Anonyme, Printemps parfumé 1892

Traduction Hong-Tjyong-Ou, J.-H. Rosny



Autrefois vivait dans la province de Tjyen-lato, dans la ville de Nam-Hyong, un mandarin nommé I-Teung qui avait un fils, I-Toreng[1], âgé de seize ans. I-Toreng était parmi les plus habiles lettrés de son pays et il grandissait tous les jours dans l’étude.

Un matin, par un beau temps clair, le soleil brillait, le vent chuchotait doucement dans les arbres, agitant les feuilles dont les ombres tremblaient sur le sol, les oiseaux volaient à travers les ramures, s’appelaient les uns les autres et chantaient en chœur sur les branches ; les branches des saules trempaient dans l’eau comme pour y pêcher, les papillons allaient de fleur en fleur, et I-Toreng, qui regardait ces choses, appela son domestique :

« Voyez cette admirable nature, — dit-il, — le cœur me manque pour travailler quand je la vois si belle, et que je songe que celui-là même qui vivrait jusqu’aux limites de la vie. qui vivrait un siècle, ne vivrait que trente-six mille jours, voués à la tristesse, à la pauvreté ou à la maladie. Ah ! ne serait-il préférable de vivre au moins quelques jours parfaitement heureux. Pourquoi toujours travailler, toujours étudier ! Il fait si beau, je veux me promener. Indiquez-moi donc un endroit à visiter dans cette ville. »

Le domestique lui dit d’aller à Couang-hoa-lou[2], qui est situé sur un pont, et d’où l’on voit le panorama des montagnes et de la rivière.

« Je veux voir cela, — répondit I-Toreng ; — conduisez-moi donc. »

Alors le domestique[3] l’accompagna. Ils arrivèrent bientôt sur le pont, entrèrent dans le palais de Couang-hoa-lou et I-Toreng, se promenant sur les terrasses, admira beaucoup le paysage. Longtemps il se rafraîchit le cœur à la vue des montagnes, des pics coiffés de nuages et des vallées où dormait la brume.

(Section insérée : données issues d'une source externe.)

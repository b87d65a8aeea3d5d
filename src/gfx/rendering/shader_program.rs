//! Shader programs: stages, vertex layout and per-draw uniforms
//!
//! A program is assembled step by step (`add_shader`, `add_layout`,
//! `add_buffer`) and then drawn with [`ShaderProgram::render`]. wgpu bakes
//! fixed-function state into the pipeline object, so the program keeps one
//! pipeline per [`RenderState`] it has been drawn with.

use std::{
    collections::{hash_map::Entry, HashMap},
    path::Path,
};

use cgmath::Matrix4;

use crate::{
    error::{EngineError, EngineResult},
    gfx::{
        camera::MatrixUniform,
        device::{Frame, RenderState},
        scene::vertex::ColorVertex,
    },
    wgpu_utils::{scoped, validation_message, vertex_uniform_entry, DynamicUniformBuffer},
};

use super::shader_stage::{compile_module, BoundStages, ShaderStage, StageKind, LAYOUT_ENTRY};

/// Formats every program renders into, fixed for the life of the device
#[derive(Debug, Clone, Copy, PartialEq, Eq)]
pub struct RenderTargets {
    pub color_format: wgpu::TextureFormat,
    pub depth_format: wgpu::TextureFormat,
    pub line_mode_supported: bool,
}

struct ProgramUniforms {
    buffer: DynamicUniformBuffer<MatrixUniform>,
    bind_group_layout: wgpu::BindGroupLayout,
    bind_group: wgpu::BindGroup,
    pipeline_layout: wgpu::PipelineLayout,
}

impl ProgramUniforms {
    fn bind_group(
        device: &wgpu::Device,
        layout: &wgpu::BindGroupLayout,
        buffer: &DynamicUniformBuffer<MatrixUniform>,
    ) -> wgpu::BindGroup {
        device.create_bind_group(&wgpu::BindGroupDescriptor {
            label: Some("Matrix Bind Group"),
            layout,
            entries: &[wgpu::BindGroupEntry {
                binding: 0,
                resource: buffer.binding_resource(),
            }],
        })
    }
}

pub struct ShaderProgram {
    label: String,
    targets: RenderTargets,
    stages: Vec<ShaderStage>,
    layout_checked: bool,
    uniforms: Option<ProgramUniforms>,
    pipelines: HashMap<RenderState, wgpu::RenderPipeline>,
}

impl ShaderProgram {
    pub fn new(label: impl Into<String>, targets: RenderTargets) -> Self {
        Self {
            label: label.into(),
            targets,
            stages: Vec::new(),
            layout_checked: false,
            uniforms: None,
            pipelines: HashMap::new(),
        }
    }

    /// Compiles a stage from `path` and appends it to the program
    pub fn add_shader(
        &mut self,
        device: &wgpu::Device,
        kind: StageKind,
        path: &Path,
        diagnostic_file: &Path,
    ) -> EngineResult<()> {
        let stage = ShaderStage::compile(device, kind, path, diagnostic_file)?;
        log::debug!(
            "'{}' gained a {:?} stage from '{}'",
            self.label,
            stage.kind(),
            stage.path().display()
        );
        self.stages.push(stage);
        self.pipelines.clear();
        Ok(())
    }

    /// Checks the [`ColorVertex`] layout against the `vs_layout` entry in `path`
    ///
    /// A throwaway pipeline is built from that entry; wgpu rejects it when
    /// the shader's inputs disagree with the buffer layout.
    pub fn add_layout(
        &mut self,
        device: &wgpu::Device,
        path: &Path,
        diagnostic_file: &Path,
    ) -> EngineResult<()> {
        let module = compile_module(device, path, diagnostic_file)?;

        let (_probe, rejected) = validation_message(device, || {
            device.create_render_pipeline(&wgpu::RenderPipelineDescriptor {
                label: Some("Layout Probe"),
                layout: None,
                vertex: wgpu::VertexState {
                    module: &module,
                    entry_point: Some(LAYOUT_ENTRY),
                    buffers: &[ColorVertex::desc()],
                    compilation_options: wgpu::PipelineCompilationOptions::default(),
                },
                fragment: None,
                primitive: wgpu::PrimitiveState::default(),
                depth_stencil: None,
                multisample: wgpu::MultisampleState::default(),
                multiview: None,
                cache: None,
            })
        });

        if let Some(message) = rejected {
            return Err(EngineError::ShaderLayout {
                path: path.to_path_buf(),
                message,
            });
        }

        self.layout_checked = true;
        Ok(())
    }

    /// Allocates the per-draw matrix buffer with room for `slots` draws
    pub fn add_buffer(&mut self, device: &wgpu::Device, slots: usize) -> EngineResult<()> {
        let label = format!("{} uniforms", self.label);
        let uniforms = scoped(device, &label, || {
            let buffer = DynamicUniformBuffer::<MatrixUniform>::new(device, slots);
            let bind_group_layout =
                device.create_bind_group_layout(&wgpu::BindGroupLayoutDescriptor {
                    label: Some("Matrix Bind Group Layout"),
                    entries: &[vertex_uniform_entry::<MatrixUniform>(0)],
                });
            let bind_group = ProgramUniforms::bind_group(device, &bind_group_layout, &buffer);
            let pipeline_layout = device.create_pipeline_layout(&wgpu::PipelineLayoutDescriptor {
                label: Some(&format!("{} Layout", self.label)),
                bind_group_layouts: &[&bind_group_layout],
                push_constant_ranges: &[],
            });

            ProgramUniforms {
                buffer,
                bind_group_layout,
                bind_group,
                pipeline_layout,
            }
        })?;

        self.uniforms = Some(uniforms);
        self.pipelines.clear();
        Ok(())
    }

    /// Prepares the uniform buffer for a frame of up to `draws` renders
    pub fn begin_frame(&mut self, device: &wgpu::Device, draws: usize) {
        let Some(uniforms) = self.uniforms.as_mut() else {
            return;
        };

        if uniforms.buffer.begin_frame(device, draws) {
            uniforms.bind_group =
                ProgramUniforms::bind_group(device, &uniforms.bind_group_layout, &uniforms.buffer);
        }
    }

    /// Records one indexed draw of the mesh bound on `frame`
    ///
    /// Writes the three matrices into the next uniform slot, then selects
    /// the pipeline matching the context's current render state.
    ///
    /// # Errors
    /// `UniformSlotsExhausted` when the frame draws more often than
    /// [`begin_frame`](Self::begin_frame) made room for.
    ///
    /// # Panics
    /// Panics if the program has no vertex stage or no uniform buffer.
    pub fn render(
        &mut self,
        frame: &mut Frame<'_>,
        world: Matrix4<f32>,
        view: Matrix4<f32>,
        projection: Matrix4<f32>,
        index_count: u32,
    ) -> EngineResult<()> {
        let context = frame.context();
        let state = context.render_state();

        let Self {
            label,
            targets,
            stages,
            uniforms,
            pipelines,
            ..
        } = self;
        let Some(uniforms) = uniforms.as_mut() else {
            panic!("shader program '{label}' rendered without a uniform buffer");
        };
        let offset = uniforms
            .buffer
            .push(context.queue(), &MatrixUniform::new(world, view, projection))?;

        let pipeline = match pipelines.entry(state) {
            Entry::Occupied(entry) => entry.into_mut(),
            Entry::Vacant(entry) => {
                let pipeline =
                    create_pipeline(context.device(), label, *targets, stages, uniforms, state)?;
                log::debug!("built '{label}' pipeline for {state:?}");
                entry.insert(pipeline)
            }
        };

        let pass = frame.pass();
        pass.set_pipeline(pipeline);
        pass.set_bind_group(0, &uniforms.bind_group, &[offset]);
        pass.draw_indexed(0..index_count, 0, 0..1);
        Ok(())
    }

    pub fn label(&self) -> &str {
        &self.label
    }

    pub fn stages(&self) -> &[ShaderStage] {
        &self.stages
    }

    pub fn layout_checked(&self) -> bool {
        self.layout_checked
    }

    /// Number of per-state pipelines built so far
    pub fn cached_pipelines(&self) -> usize {
        self.pipelines.len()
    }
}

fn create_pipeline(
    device: &wgpu::Device,
    label: &str,
    targets: RenderTargets,
    stages: &[ShaderStage],
    uniforms: &ProgramUniforms,
    state: RenderState,
) -> EngineResult<wgpu::RenderPipeline> {
    let buffers = [ColorVertex::desc()];
    let color_targets = [Some(wgpu::ColorTargetState {
        format: targets.color_format,
        blend: state.blend_state(),
        write_mask: wgpu::ColorWrites::ALL,
    })];

    let mut bound = BoundStages::default();
    for stage in stages {
        stage.bind(&mut bound, &buffers, &color_targets);
    }
    let Some(vertex) = bound.vertex else {
        panic!("shader program '{label}' has no vertex stage");
    };

    let label = format!("{label} Pipeline");
    scoped(device, &label, || {
        device.create_render_pipeline(&wgpu::RenderPipelineDescriptor {
            label: Some(&label),
            layout: Some(&uniforms.pipeline_layout),
            vertex,
            fragment: bound.fragment,
            primitive: wgpu::PrimitiveState {
                topology: wgpu::PrimitiveTopology::TriangleList,
                strip_index_format: None,
                // left-handed: clockwise triangles face the camera
                front_face: wgpu::FrontFace::Cw,
                cull_mode: state.cull_mode(),
                polygon_mode: state.polygon_mode(targets.line_mode_supported),
                unclipped_depth: false,
                conservative: false,
            },
            depth_stencil: Some(state.depth_stencil(targets.depth_format)),
            multisample: state.multisample(1),
            multiview: None,
            cache: None,
        })
    })
}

Enfin il remercia son domestique de lui avoir indiqué de si belles choses, et celui-ci, tout content, plaisanta, dit qu’il ferait bon vivre là pour un anachorète.

« C’est vrai, — fit I-Toreng, — il fait beau ; aussi pourquoi ne pas m’avoir mené plus tôt en cette charmante place afin que je m’y repose de mon dur labeur ?

— Je craignais votre père, » répondit le domestique.

I-Toreng lui imposa silence et le renvoya :

« Assez, assez, laissez-moi seul, allez vous amuser un peu plus loin ; mon père ne vous grondera pas pour m’avoir procuré une distraction. »

Mais, comme il regardait vers la montagne, il vit une jeune fille qui se balançait aux branches d’un arbre[4]. Il rappela son domestique :

« Qu’est-ce que cela, » fit-il en indiquant la jeune fille.

Le domestique, effrayé et fâché de l’aventure, fit mine de ne rien voir.

« Comment vos yeux n’aperçoivent rien là-bas ? — dit I-Toreng avec colère.

— C’est une dame qui se balance, — répondit alors le domestique.

— Pourquoi ne me l’avoir pas dit tout de suite ? — demanda I-Toreng.

— Si vous m’aviez demandé d’abord si c’était une dame, je vous aurais répondu que c’était une dame. Vous ne m’avez pas demandé cela et j’ai cru que vous aperceviez autre chose. Mais si votre père apprend que je vous ai mené ici et que vous vous êtes amusé à regarder ces choses, il sera fâché contre moi.

— Pourquoi mon père vous gronderait-il pour m’avoir mené à la promenade un seul jour parmi tant de jours de travail ? D’ailleurs ne parlons plus de mon père, et dites-moi si la personne qui se balance là-bas est une dame ou une demoiselle.

  1. I-Toreng. Le nom transmis par le père est I. Tous les fils de I-Teung se seraient appelés I-Toreng s’il en avait eu plusieurs, et, en ce cas, pour les distinguer, il eût fallu un troisième nom ; par exemple l’un d’eux aurait pu se nommer I-Toreng-Ou.
  2. Couang-hoa-lou : grande maison bâtie sur un pont à Num-Hyong. Elle appartient au gouvernement, On s’y promène sur les terrasses comme nous nous promenons dans les jardins publics.
  3. Ce domestique est attaché à la résidence du mandarin. Il connaît par conséquent très bien la ville.
  4. Le cinquième jour du cinquième mois de l’année coréenne est un jour saint où les jeunes filles et les enfants attachent des balançoires aux arbres et se balancent longuement.